* **Exercise goal**:
Each line from the opening of the records that follow to the line with "Parse a direction" needs to be written out exactly. Add nothing.

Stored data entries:
//! Seam between the translator and whatever executes the query.
//!
//! A driver collection implements [`FindTarget`]; its find builder implements
//! [`FindQuery`]. The translator only ever calls `find` and then chains the
//! shaping calls, so builders are free to add their own extras (`select`,
//! read preferences, hints) for the caller to use afterwards.

use bson::Document;

pub trait FindTarget {
    type Query: FindQuery;

    /// Start a find with the given filter and optional projection.
    fn find(&self, filter: Document, projection: Option<Document>) -> Self::Query;
}

pub trait FindQuery: Sized {
    type Output;
    type Error;

    #[must_use]
    fn limit(self, limit: i64) -> Self;

    #[must_use]
    fn skip(self, skip: u64) -> Self;

    /// `sort` is a native sort document; key order is significant.
    #[must_use]
    fn sort(self, sort: Document) -> Self;

    /// # Errors
    /// Returns the executor's error when the query cannot be run.
    fn exec(self) -> Result<Self::Output, Self::Error>;
}

impl<T: FindTarget> FindTarget for &T {
    type Query = T::Query;

    fn find(&self, filter: Document, projection: Option<Document>) -> Self::Query {
        (**self).find(filter, projection)
    }
}

impl<T: FindTarget> FindTarget for std::sync::Arc<T> {
    type Query = T::Query;

    fn find(&self, filter: Document, projection: Option<Document>) -> Self::Query {
        (**self).find(filter, projection)
    }
}
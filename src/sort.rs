use bson::{Bson, Document};
use serde::{Deserialize, Serialize};

#[derive(Debug, Clone, Copy, PartialEq, Eq, Serialize, Deserialize)]
pub enum Order {
    Asc,
    Desc,
}

impl Order {
    /// Parse a direction token. Unknown tokens yield `None`.
    pub fn parse(token: &str) -> Option<Self> {
        match token.trim().to_ascii_lowercase().as_str() {
            "" | "asc" | "ascending" | "1" => Some(Self::Asc),
            "desc" | "descending" | "-1" => Some(Self::Desc),
            _ => None,
        }
    }

    pub fn as_i32(self) -> i32 {
        match self {
            Self::Asc => 1,
            Self::Desc => -1,
        }
    }

    fn from_bson(v: &Bson) -> Option<Self> {
        match v {
            Bson::Int32(i) => Some(if *i < 0 { Self::Desc } else { Self::Asc }),
            Bson::Int64(i) => Some(if *i < 0 { Self::Desc } else { Self::Asc }),
            Bson::Double(d) => Some(if *d < 0.0 { Self::Desc } else { Self::Asc }),
            Bson::String(s) => Self::parse(s),
            _ => None,
        }
    }
}

#[derive(Debug, Clone, PartialEq, Eq, Serialize, Deserialize)]
pub struct SortKey {
    pub field: String,
    pub order: Order,
}

impl SortKey {
    pub fn new(field: impl Into<String>, order: Order) -> Self {
        Self { field: field.into(), order }
    }
}

/// Parse one `field[<sep>direction]` item. Empty fields yield `None`; an
/// unknown direction degrades to ascending.
pub fn parse_sort_item(item: &str, separator: &str) -> Option<SortKey> {
    let item = item.trim();
    let (field, dir) = item.rsplit_once(separator).unwrap_or((item, ""));
    let field = field.trim();
    if field.is_empty() {
        return None;
    }
    let order = Order::parse(dir).unwrap_or_else(|| {
        log::warn!("unknown sort direction {dir:?} for field {field:?}; using ascending");
        Order::Asc
    });
    Some(SortKey::new(field, order))
}

/// Parse a sort directive: a string (comma separated items allowed), an array
/// of such strings, or a native `{ field: 1 | -1 }` document. Order is kept;
/// a field named again later is ignored.
pub fn parse_sort(value: &Bson, separator: &str) -> Vec<SortKey> {
    let mut keys: Vec<SortKey> = Vec::new();
    let mut push = |k: SortKey| {
        if keys.iter().any(|e| e.field == k.field) {
            log::debug!("duplicate sort field {:?} ignored", k.field);
        } else {
            keys.push(k);
        }
    };
    match value {
        Bson::String(s) => {
            s.split(',').filter_map(|i| parse_sort_item(i, separator)).for_each(&mut push);
        }
        Bson::Array(items) => {
            for item in items {
                match item {
                    Bson::String(s) => {
                        s.split(',').filter_map(|i| parse_sort_item(i, separator)).for_each(&mut push);
                    }
                    other => log::warn!("ignoring non-string sort item: {other}"),
                }
            }
        }
        Bson::Document(d) => {
            for (field, dir) in d {
                let order = Order::from_bson(dir).unwrap_or(Order::Asc);
                if !field.is_empty() {
                    push(SortKey::new(field.clone(), order));
                }
            }
        }
        other => log::warn!("ignoring unsupported sort value: {other}"),
    }
    keys
}

/// Render sort keys as the native sort document, keeping key order.
pub fn sort_document(keys: &[SortKey]) -> Document {
    let mut d = Document::new();
    for k in keys {
        d.insert(k.field.clone(), k.order.as_i32());
    }
    d
}

#[cfg(test)]
mod tests {
    use super::*;
    use bson::doc;

    #[test]
    fn single_string() {
        let keys = parse_sort(&Bson::String("field:desc".into()), ":");
        assert_eq!(keys, vec![SortKey::new("field", Order::Desc)]);
    }

    #[test]
    fn array_keeps_order() {
        let v = Bson::Array(vec!["field:asc".into(), "age:DESC".into()]);
        let keys = parse_sort(&v, ":");
        assert_eq!(keys, vec![SortKey::new("field", Order::Asc), SortKey::new("age", Order::Desc)]);
        assert_eq!(sort_document(&keys), doc! { "field": 1, "age": -1 });
    }

    #[test]
    fn comma_list_and_missing_direction() {
        let keys = parse_sort(&Bson::String("name, age:-1".into()), ":");
        assert_eq!(keys, vec![SortKey::new("name", Order::Asc), SortKey::new("age", Order::Desc)]);
    }

    #[test]
    fn unknown_direction_is_ascending() {
        let keys = parse_sort(&Bson::String("age:sideways".into()), ":");
        assert_eq!(keys, vec![SortKey::new("age", Order::Asc)]);
    }

    #[test]
    fn duplicates_keep_first() {
        let keys = parse_sort(&Bson::String("a:desc,b,a:asc".into()), ":");
        assert_eq!(keys, vec![SortKey::new("a", Order::Desc), SortKey::new("b", Order::Asc)]);
    }

    #[test]
    fn native_document() {
        let keys = parse_sort(&Bson::Document(doc! { "a": -1, "b": 1 }), ":");
        assert_eq!(keys, vec![SortKey::new("a", Order::Desc), SortKey::new("b", Order::Asc)]);
    }

    #[test]
    fn empty_items_skipped() {
        assert!(parse_sort(&Bson::String(",:desc,".into()), ":").is_empty());
        assert!(parse_sort(&Bson::Int32(3), ":").is_empty());
    }
}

* **Solution for this problem**:
//! Seam between the translator and whatever executes the query.
//!
//! A driver collection implements [`FindTarget`]; its find builder implements
//! [`FindQuery`]. The translator only ever calls `find` and then chains the
//! shaping calls, so builders are free to add their own extras (`select`,
//! read preferences, hints) for the caller to use afterwards.

use bson::Document;

pub trait FindTarget {
    type Query: FindQuery;

    /// Start a find with the given filter and optional projection.
    fn find(&self, filter: Document, projection: Option<Document>) -> Self::Query;
}

pub trait FindQuery: Sized {
    type Output;
    type Error;

    #[must_use]
    fn limit(self, limit: i64) -> Self;

    #[must_use]
    fn skip(self, skip: u64) -> Self;

    /// `sort` is a native sort document; key order is significant.
    #[must_use]
    fn sort(self, sort: Document) -> Self;

    /// # Errors
    /// Returns the executor's error when the query cannot be run.
    fn exec(self) -> Result<Self::Output, Self::Error>;
}

impl<T: FindTarget> FindTarget for &T {
    type Query = T::Query;

    fn find(&self, filter: Document, projection: Option<Document>) -> Self::Query {
        (**self).find(filter, projection)
    }
}

impl<T: FindTarget> FindTarget for std::sync::Arc<T> {
    type Query = T::Query;

    fn find(&self, filter: Document, projection: Option<Document>) -> Self::Query {
        (**self).find(filter, projection)
    }
}
filename src/sort.rs
use bson::{Bson, Document};
use serde::{Deserialize, Serialize};

#[derive(Debug, Clone, Copy, PartialEq, Eq, Serialize, Deserialize)]
pub enum Order {
    Asc,
    Desc,
}

impl Order {
    /// Parse a direction token. Unknown tokens yield `None`.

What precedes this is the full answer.